The unusual findings were first noted by citizen astronomers looking at the Kepler data in spring 2018, and the first peer-reviewed paper was just published on June 28, 2019 on arXiv.
That publication was followed, in the days since, by hot debate on Twitter and Reddit. From the abstract:
We have identified a star, EPIC 249706694 (HD 139139), that was observed during K2 Campaign 15 with the Kepler extended mission that appears to exhibit 28 transit-like events over the course of the 87-day observation. The unusual aspect of these dips, all but two of which have depths of 200 ± 80 ppm, is that they exhibit no periodicity, and their arrival times could just as well have been produced by a random number generator. We show that no more than four of the events can be part of a periodic sequence. We have done a number of data quality tests to ascertain that these dips are of astrophysical origin, and while we cannot be absolutely certain that this is so, they have all the hallmarks of astrophysical variability on one of two possible host stars (a likely bound pair) in the photometric aperture. We explore a number of ideas for the origin of these dips, including actual planet transits due to multiple or dust emitting planets, anomalously large TTVs, S- and P-type transits in binary systems [see diagram below], a collection of dust-emitting asteroids, ‘dipper-star’ activity, and short-lived starspots. All transit scenarios that we have been able to conjure up appear to fail, while the intrinsic stellar variability hypothesis would be novel and untested.
According to Andrew Vanderburg, an astronomer at the University of Texas at Austin:
We’ve never seen anything like this in Kepler [spacecraft data], and Kepler’s looked at 500,000 stars.
The star, HD 139139, is a binary star about 350 light-years from Earth, with one sun-like star about 1.5 billion years old, and the other a bit smaller.
The Kepler planet-hunter spacecraft observed this star for 87 days during the secondary K2 part of its mission. When the data were analyzed, 28 dips were seen in the star’s brightness, much as you would see when planets transit in from of a star. Astronomers have very successfully used these dips in starlight – seen by Kepler and now by the TESS spacecraft, Kepler’s successor – to find new planet candidates.
But these 28 dips for HD 139139 seemed weird. Not only the number of them – that would be a lot of planets, or fewer planets in extremely short orbits around the stars – but also that they showed no signs of periodicity, as would be expected with planets. Each dip lasted between about 45 minutes to 7.5 hours, very short times for orbiting planets unless they were all close to the star. But if each planet orbited as quickly as inferred, then Kepler should have seen multiple, regular transits of them during the 80 days, but it didn’t. This shows that the orbits are more random somehow, not nice and neat with each planet orbiting in a certain amount of hours or days as is typically seen.
Also, all but one of the transits were about 200 ppm deep. This translate to 27 objects all roughly the same size, about 50 percent larger than Earth. The other object would be approximately twice that size.

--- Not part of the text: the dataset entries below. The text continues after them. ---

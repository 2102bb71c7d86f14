use crate::api::{AllocationApi, LocalApi};
use crate::error::ApiError;
use crate::planner::{AssumeYes, Confirm, PromptConfirm};
use anyhow::Result;

#[derive(Debug, PartialEq, Eq)]
pub(crate) enum DeleteOutcome {
    Deleted,
    Cancelled,
    Missing,
}

pub fn run(id: u64, yes: bool) -> Result<()> {
    let mut api = LocalApi::open(&crate::data::persistence::get_data_dir()?)?;
    let mut confirm: Box<dyn Confirm> = if yes {
        Box::new(AssumeYes)
    } else {
        Box::new(PromptConfirm::new())
    };
    match delete(&mut api, id, confirm.as_mut())? {
        DeleteOutcome::Deleted => println!("Deleted allocation #{id}."),
        DeleteOutcome::Cancelled => println!("Delete cancelled."),
        DeleteOutcome::Missing => println!("Allocation #{id} does not exist; nothing to delete."),
    }
    Ok(())
}

pub(crate) fn delete(api: &mut LocalApi, id: u64, confirm: &mut dyn Confirm) -> Result<DeleteOutcome> {
    let existing = match api.allocation(id) {
        Ok(a) => a,
        Err(ApiError::NotFound { .. }) => return Ok(DeleteOutcome::Missing),
        Err(err) => return Err(err.into()),
    };
    let who = api
        .directory()
        .employee(existing.employee_id)
        .map(|e| e.name.clone())
        .unwrap_or_else(|| format!("employee #{}", existing.employee_id));
    let prompt = format!(
        "Delete allocation #{id} for {who} ({} to {})?",
        existing.start_date, existing.end_date
    );
    if !confirm.confirm(&prompt) {
        return Ok(DeleteOutcome::Cancelled);
    }
    api.delete_allocation(id)?;
    Ok(DeleteOutcome::Deleted)
}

From what astronomers have seen so far in terms of exoplanets, it would be very unusual to have 27 planets all the same size in a single planetary system. Plus these planets don’t seem to orbit as normal planets do. So, if they’re not planets, what are they?
It’s more than a year since these observations now, and astronomers still don’t have an easy explanation. Right now, there are a plethora of theories being considered, but all of them have problems so far. As outlined by astronomer Hugh Osborn, these include:
– Multiple planets. The first obvious possibility, but would be very unusual, as already noted. That would still be the case even if it was 14 planets causing two dips each, regardless of which star they orbited in the binary system. The TRAPPIST-1 system has seven known Earth-sized planets, but all of them orbit the star in a normal manner, with stable, periodic orbits.

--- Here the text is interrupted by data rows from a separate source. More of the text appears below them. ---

use crate::api::{AllocationApi, AllocationQuery, LocalApi, Page};
use crate::calc::{derive_month_list, mark_past};
use crate::cmd::directory::write_page_footer;
use crate::data::{Allocation, AppSettings, DirectoryData};
use anyhow::Result;
use chrono::{Local, NaiveDate};

pub fn run(employee_id: Option<u64>, page: usize) -> Result<()> {
    let api = LocalApi::open(&crate::data::persistence::get_data_dir()?)?;
    let settings = AppSettings::load()?;
    let query = AllocationQuery {
        employee_id,
        page: page.saturating_sub(1),
        size: settings.page_size(),
    };
    let result = api.allocations(&query)?;
    write_allocations(&result, api.directory(), &mut std::io::stdout())
}

pub fn run_show(id: u64) -> Result<()> {
    let api = LocalApi::open(&crate::data::persistence::get_data_dir()?)?;
    let allocation = api.allocation(id)?;
    let today = Local::now().date_naive();
    write_allocation(&allocation, api.directory(), today, &mut std::io::stdout())
}

fn employee_name(directory: &DirectoryData, id: u64) -> String {
    directory
        .employee(id)
        .map(|e| e.name.clone())
        .unwrap_or_else(|| format!("#{id}"))
}

fn project_name(directory: &DirectoryData, allocation: &Allocation) -> String {
    match allocation.project_id {
        Some(id) => directory
            .project(id)
            .map(|p| p.name.clone())
            .unwrap_or_else(|| format!("#{id}")),
        None => allocation.allocation_type.label().to_string(),
    }
}

/// "50%" for uniform allocations, "per month" otherwise.
fn summary(allocation: &Allocation) -> String {
    match allocation.current_month_allocation {
        Some(pct) if !allocation.is_per_month() => format!("{pct}%"),
        _ => "per month".to_string(),
    }
}

pub(crate) fn write_allocations<W: std::io::Write>(
    page: &Page<Allocation>,
    directory: &DirectoryData,
    out: &mut W,
) -> Result<()> {
    writeln!(out, "Allocations")?;
    writeln!(out, "---")?;
    writeln!(
        out,
        "  {:<5} {:<22} {:<20} {:<12} {:<12} {}",
        "ID", "Employee", "Project", "Start", "End", "Allocation"
    )?;
    for a in &page.items {
        writeln!(
            out,
            "  {:<5} {:<22} {:<20} {:<12} {:<12} {}",
            a.id,
            employee_name(directory, a.employee_id),
            project_name(directory, a),
            a.start_date,
            a.end_date,
            summary(a)
        )?;
    }
    write_page_footer(page, "allocation", out)
}

pub(crate) fn write_allocation<W: std::io::Write>(
    allocation: &Allocation,
    directory: &DirectoryData,
    today: NaiveDate,
    out: &mut W,
) -> Result<()> {
    writeln!(out, "Allocation #{}", allocation.id)?;
    writeln!(out, "---")?;
    writeln!(out, "  {:<10} {}", "Employee", employee_name(directory, allocation.employee_id))?;
    writeln!(out, "  {:<10} {}", "Type", allocation.allocation_type.label())?;
    writeln!(out, "  {:<10} {}", "Project", project_name(directory, allocation))?;
    writeln!(
        out,
        "  {:<10} {} to {}",
        "Range", allocation.start_date, allocation.end_date
    )?;
    writeln!(out, "  {:<10} {}", "Mode", summary(allocation))?;
    writeln!(out, "---")?;

    let mut months = derive_month_list(&allocation.range())?;
    mark_past(&mut months, today);
    for m in &months {
        let value = allocation
            .percentage_for(m.key)
            .map(|p| format!("{p}%"))
            .unwrap_or_else(|| "-".to_string());
        let flag = if m.locked() { "past" } else { "" };
        writeln!(out, "  {:<10} {:>5} {}", m.label, value, flag)?;
    }
    Ok(())
}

– A disintegrating planet. Conceivable, but even a disintegrating planet should show periodicity, causing a transit at the same point in each orbit. Also, HD139139’s dips occur at a minimum five hours apart. Such an orbit is likely unstable, and also incompatible with dips that last longer than five hours.
– Dust-emitting asteroids. This is similar to the disintegrating planet idea, but with multiple smaller bodies. The problem, though, is that the transits are almost all the same depth. Clumps of asteroids should produce dust clouds that are much more variable in size. They would also all have to be at just the right orbit to produce planet-sized dust clouds.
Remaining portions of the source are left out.